TEA Resources on Special Education in Texas
For more information about dyslexia, the Multi-Tiered Systems of Support (MTSS) intervention method, and important laws in place visit, https://tea.texas.gov/academics/special-student-populations/special-education/resources.
Special Education Programs and Services
Clear Creek ISD provides a continuum of special education services and placement options for students with disabilities in order to meet their individual needs. This continuum includes services such as advance support, accommodations and modifications, in-class support, specialized support, home instruction and instruction in hospitals and institutions.
Special education services are provided at all Clear Creek ISD campuses. Specialized programs are strategically located throughout CCISD for students who need a district class placement. If your child's home campus does not offer the specialized program you need, the district will provide transportation to the appropriate campus.
The following descriptions explain the instructional arrangements which may be considered for students with disabilities:
- Mainstream is an instructional arrangement for providing special education services in the general education setting which may include in-class support, accommodations and modifications.
- Speech Therapy is an instructional arrangement for providing speech therapy services. Resource is an instructional arrangement for providing special education instruction and related services in a setting other than the general education classroom.
- Self-contained, mild/moderate/severe, regular campus is an instructional arrangement for providing special education instruction and related services for 50 percent or more of the school day on a regular school campus.
- Homebound is an instructional arrangement for providing special education instruction to eligible students with disabilities who are medically unable to attend school at the campus site.

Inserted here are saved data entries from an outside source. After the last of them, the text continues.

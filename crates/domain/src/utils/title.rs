//! Pure string utility functions for title extraction and manipulation

use crate::constants::{MAX_TITLE_LENGTH, TITLE_TRUNCATE_SUFFIX};

/// Truncate a title to the maximum length.
///
/// Counts characters rather than bytes so Polish diacritics never split.
///
/// ```
/// use kiddo_domain::utils::title::truncate_title;
///
/// assert_eq!(truncate_title("Zebranie z rodzicami"), "Zebranie z rodzicami");
///
/// let long = "ż".repeat(300);
/// assert_eq!(truncate_title(&long).chars().count(), 120);
/// ```
#[must_use]
pub fn truncate_title(title: &str) -> String {
    if title.chars().count() <= MAX_TITLE_LENGTH {
        return title.to_string();
    }

    let keep = MAX_TITLE_LENGTH - TITLE_TRUNCATE_SUFFIX.chars().count();
    let mut truncated: String = title.chars().take(keep).collect();
    truncated.push_str(TITLE_TRUNCATE_SUFFIX);
    truncated
}

/// First non-empty line of a block of text, trimmed.
#[must_use]
pub fn first_line(text: &str) -> Option<&str> {
    text.lines().map(str::trim).find(|line| !line.is_empty())
}

/// Strip reply/forward prefixes ("Re:", "Fwd:", "Odp:", "PD:") from a mail
/// subject.
#[must_use]
pub fn clean_subject(subject: &str) -> &str {
    const PREFIXES: [&str; 5] = ["re:", "fwd:", "fw:", "odp:", "pd:"];

    let mut current = subject.trim();
    loop {
        let lower = current.to_lowercase();
        match PREFIXES.iter().find(|prefix| lower.starts_with(*prefix)) {
            Some(prefix) => current = current[prefix.len()..].trim_start(),
            None => return current,
        }
    }
}
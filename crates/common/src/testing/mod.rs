//! Testing utilities and helpers
//!
//! - **[`async_utils`]**: polling and timeout helpers for async tests

pub mod async_utils;

pub use async_utils::{poll_until, timeout_ok};
//! Infrastructure error handling

mod conversions;

pub use conversions::InfraError;
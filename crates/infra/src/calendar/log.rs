//! Calendar sink that only logs

use async_trait::async_trait;
use kiddo_core::CalendarSink;
use kiddo_domain::{CalendarEvent, LogCalendarConfig, Result, StructuredEvent};
use tracing::info;

/// Records events in the log instead of a real calendar
pub struct LogCalendarSink {
    name: String,
}

impl LogCalendarSink {
    pub fn new(name: impl Into<String>) -> Self {
        Self { name: name.into() }
    }

    pub fn from_config(config: &LogCalendarConfig) -> Self {
        Self::new(config.name.clone())
    }
}

#[async_trait]
impl CalendarSink for LogCalendarSink {
    fn name(&self) -> &str {
        &self.name
    }

    async fn create_event(&self, event: &StructuredEvent, calendar_id: &str) -> Result<CalendarEvent> {
        info!(
            sink = %self.name,
            calendar_id,
            structured_id = %event.event_id,
            title = %event.title,
            start = ?event.anchor_time(),
            source = %event.source_reference,
            "Calendar event"
        );
        Ok(CalendarEvent::synced(&self.name, calendar_id, event.event_id.to_string(), event.event_id))
    }
}
// In-memory at-least-once acknowledgement queue

mod core;
mod errors;
pub mod metrics;
mod types;

pub use self::core::AckQueue;
pub use self::errors::{QueueError, QueueResult};
pub use self::metrics::{QueueMetrics, QueueMetricsSnapshot};
pub use self::types::{
    AckOutcome, Delivery, NackOutcome, OverflowPolicy, PublishOutcome, QueueConfig,
};
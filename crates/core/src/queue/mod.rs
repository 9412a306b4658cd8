//! Event queue port

pub mod ports;

pub use ports::EventQueue;
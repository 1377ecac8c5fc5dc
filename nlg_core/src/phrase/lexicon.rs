//! Lexical primitives - the fixed words phrases are built from.

use fact_base::Lexeme;
use serde::{Deserialize, Serialize};

/// A noun lexeme.
#[derive(Debug, Clone, PartialEq, Eq, Serialize, Deserialize)]
pub struct Noun(pub Lexeme);

impl Noun {
    /// Create a noun from an abstract lexeme id.
    pub fn new(id: impl Into<String>) -> Self {
        Self(Lexeme::new(id))
    }
}

/// An adjective lexeme.
#[derive(Debug, Clone, PartialEq, Eq, Serialize, Deserialize)]
pub struct Adjective(pub Lexeme);

impl Adjective {
    /// Create an adjective from an abstract lexeme id.
    pub fn new(id: impl Into<String>) -> Self {
        Self(Lexeme::new(id))
    }
}

/// A preposition lexeme.
#[derive(Debug, Clone, PartialEq, Eq, Serialize, Deserialize)]
pub struct Preposition(pub Lexeme);

impl Preposition {
    /// Create a preposition from an abstract lexeme id.
    pub fn new(id: impl Into<String>) -> Self {
        Self(Lexeme::new(id))
    }
}

/// Determiners usable in a noun phrase.
#[derive(Debug, Clone, Copy, PartialEq, Eq, Serialize, Deserialize)]
pub enum Determiner {
    /// "a"
    IndefiniteSingular,
    /// "the"
    DefiniteSingular,
}

/// The shared lexical constants the renderers compose sentences from.
///
/// Built once at startup and passed by reference; never mutated.
#[derive(Debug, Clone, PartialEq, Eq, Serialize, Deserialize)]
pub struct Lexicon {
    pub city: Noun,
    pub country: Noun,
    pub inhabitant: Noun,
    pub flag: Noun,
    pub coat_of_arms: Noun,
    pub area: Noun,
    pub kilometre: Noun,
    pub square_noun: Noun,
    pub square: Adjective,
    pub in_prep: Preposition,
    pub with_prep: Preposition,
}

impl Lexicon {
    /// The GF-wordnet abstract ids for every fixed word the renderers use.
    pub fn wordnet() -> Self {
        Self {
            city: Noun::new("city_1_N"),
            country: Noun::new("country_1_N"),
            inhabitant: Noun::new("inhabitant_1_N"),
            flag: Noun::new("flag_1_N"),
            coat_of_arms: Noun::new("blazon_N"),
            area: Noun::new("area_6_N"),
            kilometre: Noun::new("kilometre_1_N"),
            square_noun: Noun::new("square_1_N"),
            square: Adjective::new("square_1_A"),
            in_prep: Preposition::new("in_1_Prep"),
            with_prep: Preposition::new("with_Prep"),
        }
    }
}
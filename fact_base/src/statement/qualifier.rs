//! Qualifier sets - metadata narrowing a statement's validity.

use serde::{Deserialize, Serialize};

use super::{PointInTime, PropertyId, Value};

/// The qualifiers attached to a statement, keyed by qualifier property.
///
/// Order is preserved as the backend supplied it and duplicate properties
/// are allowed; lookups return the first occurrence.
#[derive(Debug, Clone, Default, PartialEq, Serialize, Deserialize)]
pub struct Qualifiers(Vec<(PropertyId, Value)>);

impl Qualifiers {
    /// Create an empty qualifier set.
    pub fn new() -> Self {
        Self::default()
    }

    /// Append a qualifier.
    pub fn push(&mut self, property: PropertyId, value: Value) {
        self.0.push((property, value));
    }

    /// Append a qualifier, builder style.
    pub fn with(mut self, property: PropertyId, value: Value) -> Self {
        self.push(property, value);
        self
    }

    /// The first value recorded for a qualifier property.
    pub fn value_of(&self, property: PropertyId) -> Option<&Value> {
        self.0
            .iter()
            .find(|(candidate, _)| *candidate == property)
            .map(|(_, value)| value)
    }

    /// The first value for a qualifier property, parsed as a date.
    ///
    /// A missing qualifier and a malformed time literal both yield `None`.
    pub fn time_of(&self, property: PropertyId) -> Option<PointInTime> {
        self.value_of(property).and_then(Value::as_time)
    }

    /// Whether any qualifiers are present.
    pub fn is_empty(&self) -> bool {
        self.0.is_empty()
    }

    /// The number of qualifiers.
    pub fn len(&self) -> usize {
        self.0.len()
    }

    /// Iterate over all qualifiers in backend order.
    pub fn iter(&self) -> impl Iterator<Item = &(PropertyId, Value)> {
        self.0.iter()
    }
}

#[cfg(test)]
mod tests {
    use super::*;

    const WHEN: PropertyId = PropertyId(585);

    #[test]
    fn test_value_of_first_wins() {
        let qualifiers = Qualifiers::new()
            .with(WHEN, Value::time("2015"))
            .with(WHEN, Value::time("2020"));

        assert_eq!(qualifiers.value_of(WHEN), Some(&Value::time("2015")));
        assert_eq!(qualifiers.len(), 2);
    }

    #[test]
    fn test_time_of_parses() {
        let qualifiers = Qualifiers::new().with(WHEN, Value::time("+1990-01-01T00:00:00Z"));
        assert_eq!(qualifiers.time_of(WHEN), Some(PointInTime::new(1990, 1, 1)));
    }

    #[test]
    fn test_time_of_malformed_is_absent() {
        let qualifiers = Qualifiers::new().with(WHEN, Value::time("the nineties"));
        assert_eq!(qualifiers.time_of(WHEN), None);
    }

    #[test]
    fn test_time_of_missing_is_absent() {
        assert_eq!(Qualifiers::new().time_of(WHEN), None);
    }

    #[test]
    fn test_time_of_wrong_kind_is_absent() {
        let qualifiers = Qualifiers::new().with(WHEN, Value::quantity(1990.0));
        assert_eq!(qualifiers.time_of(WHEN), None);
    }
}
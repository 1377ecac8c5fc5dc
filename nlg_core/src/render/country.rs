//! Country infobox - flag/arms table, locator map, and two sentences.

use fact_base::{properties, ItemId, Lexeme};

use super::html::{capitalize, escape};
use super::RenderContext;
use crate::error::RenderError;
use crate::facts::{latest, FactSelector};
use crate::phrase::{
    Adverbial, Clause, CommonNoun, Determiner, Digits, Noun, NounPhrase, PunctuatedPhrase,
};

/// The infobox table: flag and coat of arms side by side with captions,
/// then the locator map when present.
pub(super) fn infobox_table(
    context: &RenderContext<'_>,
    entity: ItemId,
) -> Result<Vec<String>, RenderError> {
    let selector = FactSelector::new(context.base);

    let mut fragments = vec![
        "<table class='infobox' border=1>".to_string(),
        "<tr><td><table style='border-collapse: collapse'><tr>".to_string(),
    ];

    let flag = selector.first_media(entity, properties::FLAG_IMAGE)?;
    if let Some(media) = &flag {
        fragments.push(format!(
            "<td><img src='{}' width=125 height=78/></td>",
            escape(media)
        ));
    }
    let arms = selector.first_media(entity, properties::COAT_OF_ARMS_IMAGE)?;
    if let Some(media) = &arms {
        fragments.push(format!(
            "<td><img src='{}' width=125 height=78/></td>",
            escape(media)
        ));
    }

    fragments.push("</tr><tr>".to_string());
    fragments.push(caption_cell(context, flag.is_some(), &context.lexicon.flag)?);
    fragments.push(caption_cell(
        context,
        arms.is_some(),
        &context.lexicon.coat_of_arms,
    )?);
    fragments.push("</tr></table></td></tr>".to_string());

    if let Some(media) = selector.first_media(entity, properties::LOCATOR_MAP_IMAGE)? {
        fragments.push(format!(
            "<tr><td><img src='{}' width=250></td></tr>",
            escape(&media)
        ));
    }

    fragments.push("</table>".to_string());
    Ok(fragments)
}

/// A caption cell for an image that may be absent. Absent images still get
/// their (empty) cell so the table stays aligned.
fn caption_cell(
    context: &RenderContext<'_>,
    present: bool,
    word: &Noun,
) -> Result<String, RenderError> {
    if !present {
        return Ok("<td></td>".to_string());
    }
    let text = context.linearizer.linearize_word(word, context.variant)?;
    Ok(format!(
        "<td style='text-align: center'>{}</td>",
        escape(&capitalize(&text))
    ))
}

/// "⟨name⟩ is a country [in ⟨continent⟩] [with ⟨population⟩ inhabitants]."
///
/// The continent modifier is applied before the population modifier, so
/// the population adverbial modifies the already-located noun.
pub(super) fn primary_sentence(
    context: &RenderContext<'_>,
    entity: ItemId,
    lexeme: &Lexeme,
) -> Result<Vec<String>, RenderError> {
    let selector = FactSelector::new(context.base);
    let lexicon = context.lexicon;

    let mut noun = CommonNoun::bare(lexicon.country.clone());

    let continents = selector.items(entity, properties::CONTINENT)?;
    if let Some((continent, _)) = continents.first() {
        let continent_lexeme = context.base.lexeme_for(*continent)?;
        noun = CommonNoun::modified(
            CommonNoun::bare(lexicon.country.clone()),
            Adverbial::new(
                lexicon.in_prep.clone(),
                NounPhrase::name(continent_lexeme),
            ),
        );
    }

    let populations = selector.quantities(entity, properties::POPULATION)?;
    if let Some(population) = latest(populations, properties::POINT_IN_TIME) {
        noun = CommonNoun::modified(
            noun,
            Adverbial::new(
                lexicon.with_prep.clone(),
                NounPhrase::counted(
                    Digits::truncate(population)?,
                    CommonNoun::bare(lexicon.inhabitant.clone()),
                ),
            ),
        );
    }

    let phrase = PunctuatedPhrase::declarative(Clause::new(
        NounPhrase::name(lexeme.clone()),
        NounPhrase::determined(Determiner::IndefiniteSingular, noun),
    ));
    let text = context.linearizer.linearize(&phrase, context.variant)?;

    Ok(vec![escape(&text)])
}

/// "The area is ⟨area⟩ square kilometres.", capitalized and prefixed with
/// a space, when an area fact exists. The unit noun phrase compounds or
/// takes an adjective according to the variant's capability flag.
pub(super) fn area_sentence(
    context: &RenderContext<'_>,
    entity: ItemId,
) -> Result<Vec<String>, RenderError> {
    let selector = FactSelector::new(context.base);
    let lexicon = context.lexicon;

    let areas = selector.quantities(entity, properties::AREA)?;
    let Some(area) = latest(areas, properties::POINT_IN_TIME) else {
        return Ok(Vec::new());
    };

    let unit = if context.variant.uses_compound_unit_nouns() {
        CommonNoun::compound(lexicon.square_noun.clone(), lexicon.kilometre.clone())
    } else {
        CommonNoun::attributive(lexicon.square.clone(), lexicon.kilometre.clone())
    };

    let phrase = PunctuatedPhrase::declarative(Clause::new(
        NounPhrase::determined(
            Determiner::DefiniteSingular,
            CommonNoun::bare(lexicon.area.clone()),
        ),
        NounPhrase::counted(Digits::truncate(area)?, unit),
    ));
    let text = context.linearizer.linearize(&phrase, context.variant)?;

    Ok(vec![format!(" {}", escape(&capitalize(&text)))])
}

- Non-public day school is an instructional arrangement for providing special education instruction to students through a contractual arrangement with an approved non-public school for special education services.
- Vocational Adjustment Class is an instructional arrangement for high school students providing special education, academic, or job-related instruction to students who are placed on a job with regular supervision by the Transition teacher.
- Residential is an instructional arrangement for providing special education instruction to students with a contractual arrangement with an approved residential non-public school.
CCISD offers a variety of programs that provide services in a special education setting. Typically, students placed in these settings require a highly structured environment and intensive instruction in specific areas. If the ARD Committee makes the determination that a student may need this type of structure for part or all of the school day, the committee will base that decision on current data. Programs available in CCISD include:
- Alternative Academics (AA)
- Early Childhood Special Education (ECSE)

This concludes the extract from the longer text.